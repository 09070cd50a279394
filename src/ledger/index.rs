//! Loaded ledger with write-driven invalidation

use std::path::{Path, PathBuf};

use crate::ledger::loader::{canonical, LedgerSnapshot};
use crate::types::*;

/// The ledger as last read from disk
///
/// Line numbers recorded in the entries are only trusted until something is
/// written to one of the files they came from. Writers report their writes
/// through [`LedgerIndex::mark_written`]; [`LedgerIndex::refresh`] then
/// reloads before the entries are used again.
#[derive(Debug, Clone)]
pub struct LedgerIndex {
    root: PathBuf,
    snapshot: LedgerSnapshot,
    files: Vec<PathBuf>,
    stale: bool,
    generation: u64,
}

impl LedgerIndex {
    /// Load the ledger rooted at `root`
    pub fn load(root: &Path) -> ImportResult<Self> {
        let snapshot = LedgerSnapshot::load(root)?;
        Ok(Self::from_snapshot(root, snapshot))
    }

    /// Wrap an already loaded snapshot
    pub fn from_snapshot(root: &Path, snapshot: LedgerSnapshot) -> Self {
        let files = snapshot.files.iter().map(|f| canonical(f)).collect();
        Self {
            root: root.to_path_buf(),
            snapshot,
            files,
            stale: false,
            generation: 0,
        }
    }

    /// Transactions in file order
    pub fn entries(&self) -> &[LedgerEntry] {
        &self.snapshot.entries
    }

    /// Options, accounts, tags and links
    pub fn summary(&self) -> &LedgerSummary {
        &self.snapshot.summary
    }

    /// Whether `path` is one of the files the ledger was read from
    pub fn contains_file(&self, path: &Path) -> bool {
        let path = canonical(path);
        self.files.iter().any(|f| *f == path)
    }

    /// Note a successful write; invalidates the index if it touched the ledger
    pub fn mark_written(&mut self, path: &Path) {
        self.invalidate(path);
    }

    /// Stop trusting what was read from `path`, e.g. after a write to it
    /// was refused because it changed on disk
    pub fn invalidate(&mut self, path: &Path) {
        if self.contains_file(path) {
            tracing::debug!(path = %path.display(), "ledger index invalidated");
            self.stale = true;
        }
    }

    /// Whether entries may carry outdated line numbers
    pub fn is_stale(&self) -> bool {
        self.stale
    }

    /// How many times the ledger has been reloaded
    pub fn generation(&self) -> u64 {
        self.generation
    }

    /// Reload if stale; returns whether a reload happened
    pub fn refresh(&mut self) -> ImportResult<bool> {
        if !self.stale {
            return Ok(false);
        }

        let snapshot = LedgerSnapshot::load(&self.root)?;
        self.files = snapshot.files.iter().map(|f| canonical(f)).collect();
        self.snapshot = snapshot;
        self.stale = false;
        self.generation += 1;
        tracing::debug!(
            root = %self.root.display(),
            generation = self.generation,
            entries = self.snapshot.entries.len(),
            "ledger reloaded"
        );
        Ok(true)
    }
}

#[cfg(test)]
mod tests {
    use super::*;
    use std::fs;
    use tempfile::TempDir;

    #[test]
    fn test_refresh_only_after_write() {
        let dir = TempDir::new().unwrap();
        let root = dir.path().join("main.bean");
        fs::write(
            &root,
            "2024-03-01 * \"A\"\n  Expenses:Food  1.00 USD\n  Assets:Checking\n",
        )
        .unwrap();

        let mut index = LedgerIndex::load(&root).unwrap();
        assert!(!index.refresh().unwrap());

        index.mark_written(&dir.path().join("elsewhere.bean"));
        assert!(!index.is_stale());

        fs::write(
            &root,
            "; moved\n2024-03-01 * \"A\"\n  Expenses:Food  1.00 USD\n  Assets:Checking\n",
        )
        .unwrap();
        index.mark_written(&root);
        assert!(index.is_stale());
        assert_eq!(index.entries()[0].location().unwrap().lineno, 1);

        assert!(index.refresh().unwrap());
        assert_eq!(index.generation(), 1);
        assert_eq!(index.entries()[0].location().unwrap().lineno, 2);
    }
}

________________________________________

Each entry above needs to be output exactly.

repository 09070cd50a279394
filename src/ledger/index.rs
//! Loaded ledger with write-driven invalidation

use std::path::{Path, PathBuf};

use crate::ledger::loader::{canonical, LedgerSnapshot};
use crate::types::*;

/// The ledger as last read from disk
///
/// Line numbers recorded in the entries are only trusted until something is
/// written to one of the files they came from. Writers report their writes
/// through [`LedgerIndex::mark_written`]; [`LedgerIndex::refresh`] then
/// reloads before the entries are used again.
#[derive(Debug, Clone)]
pub struct LedgerIndex {
    root: PathBuf,
    snapshot: LedgerSnapshot,
    files: Vec<PathBuf>,
    stale: bool,
    generation: u64,
}

impl LedgerIndex {
    /// Load the ledger rooted at `root`
    pub fn load(root: &Path) -> ImportResult<Self> {
        let snapshot = LedgerSnapshot::load(root)?;
        Ok(Self::from_snapshot(root, snapshot))
    }

    /// Wrap an already loaded snapshot
    pub fn from_snapshot(root: &Path, snapshot: LedgerSnapshot) -> Self {
        let files = snapshot.files.iter().map(|f| canonical(f)).collect();
        Self {
            root: root.to_path_buf(),
            snapshot,
            files,
            stale: false,
            generation: 0,
        }
    }

    /// Transactions in file order
    pub fn entries(&self) -> &[LedgerEntry] {
        &self.snapshot.entries
    }

    /// Options, accounts, tags and links
    pub fn summary(&self) -> &LedgerSummary {
        &self.snapshot.summary
    }

    /// Whether `path` is one of the files the ledger was read from
    pub fn contains_file(&self, path: &Path) -> bool {
        let path = canonical(path);
        self.files.iter().any(|f| *f == path)
    }

    /// Note a successful write; invalidates the index if it touched the ledger
    pub fn mark_written(&mut self, path: &Path) {
        self.invalidate(path);
    }

    /// Stop trusting what was read from `path`, e.g. after a write to it
    /// was refused because it changed on disk
    pub fn invalidate(&mut self, path: &Path) {
        if self.contains_file(path) {
            tracing::debug!(path = %path.display(), "ledger index invalidated");
            self.stale = true;
        }
    }

    /// Whether entries may carry outdated line numbers
    pub fn is_stale(&self) -> bool {
        self.stale
    }

    /// How many times the ledger has been reloaded
    pub fn generation(&self) -> u64 {
        self.generation
    }

    /// Reload if stale; returns whether a reload happened
    pub fn refresh(&mut self) -> ImportResult<bool> {
        if !self.stale {
            return Ok(false);
        }

        let snapshot = LedgerSnapshot::load(&self.root)?;
        self.files = snapshot.files.iter().map(|f| canonical(f)).collect();
        self.snapshot = snapshot;
        self.stale = false;
        self.generation += 1;
        tracing::debug!(
            root = %self.root.display(),
            generation = self.generation,
            entries = self.snapshot.entries.len(),
            "ledger reloaded"
        );
        Ok(true)
    }
}

#[cfg(test)]
mod tests {
    use super::*;
    use std::fs;
    use tempfile::TempDir;

    #[test]
    fn test_refresh_only_after_write() {
        let dir = TempDir::new().unwrap();
        let root = dir.path().join("main.bean");
        fs::write(
            &root,
            "2024-03-01 * \"A\"\n  Expenses:Food  1.00 USD\n  Assets:Checking\n",
        )
        .unwrap();

        let mut index = LedgerIndex::load(&root).unwrap();
        assert!(!index.refresh().unwrap());

        index.mark_written(&dir.path().join("elsewhere.bean"));
        assert!(!index.is_stale());

        fs::write(
            &root,
            "; moved\n2024-03-01 * \"A\"\n  Expenses:Food  1.00 USD\n  Assets:Checking\n",
        )
        .unwrap();
        index.mark_written(&root);
        assert!(index.is_stale());
        assert_eq!(index.entries()[0].location().unwrap().lineno, 1);

        assert!(index.refresh().unwrap());
        assert_eq!(index.generation(), 1);
        assert_eq!(index.entries()[0].location().unwrap().lineno, 2);
    }
}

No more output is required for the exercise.